====== LISTED RECORDS
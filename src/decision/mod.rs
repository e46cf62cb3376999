//! The workflow-selection decision engine.
//!
//! Everything here is pure: given the repository configuration, a comment
//! body, the changed files and the last run of a workflow, decide what to
//! do. GitHub calls happen in [`crate::webhooks::handlers`].

pub mod paths;
pub mod run_state;
pub mod trigger;

pub use paths::{is_relevant, should_run, should_run_unconfigured};
pub use run_state::should_skip;
pub use trigger::{TriggerMatch, match_trigger};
============
• [THE TASK]:
Copy out the records above exactly.

• [RESPONSE AREA]:
filename src/decision/mod.rs
repository e46cf62cb3376999
//! The workflow-selection decision engine.
//!
//! Everything here is pure: given the repository configuration, a comment
//! body, the changed files and the last run of a workflow, decide what to
//! do. GitHub calls happen in [`crate::webhooks::handlers`].

pub mod paths;
pub mod run_state;
pub mod trigger;

pub use paths::{is_relevant, should_run, should_run_unconfigured};
pub use run_state::should_skip;
pub use trigger::{TriggerMatch, match_trigger};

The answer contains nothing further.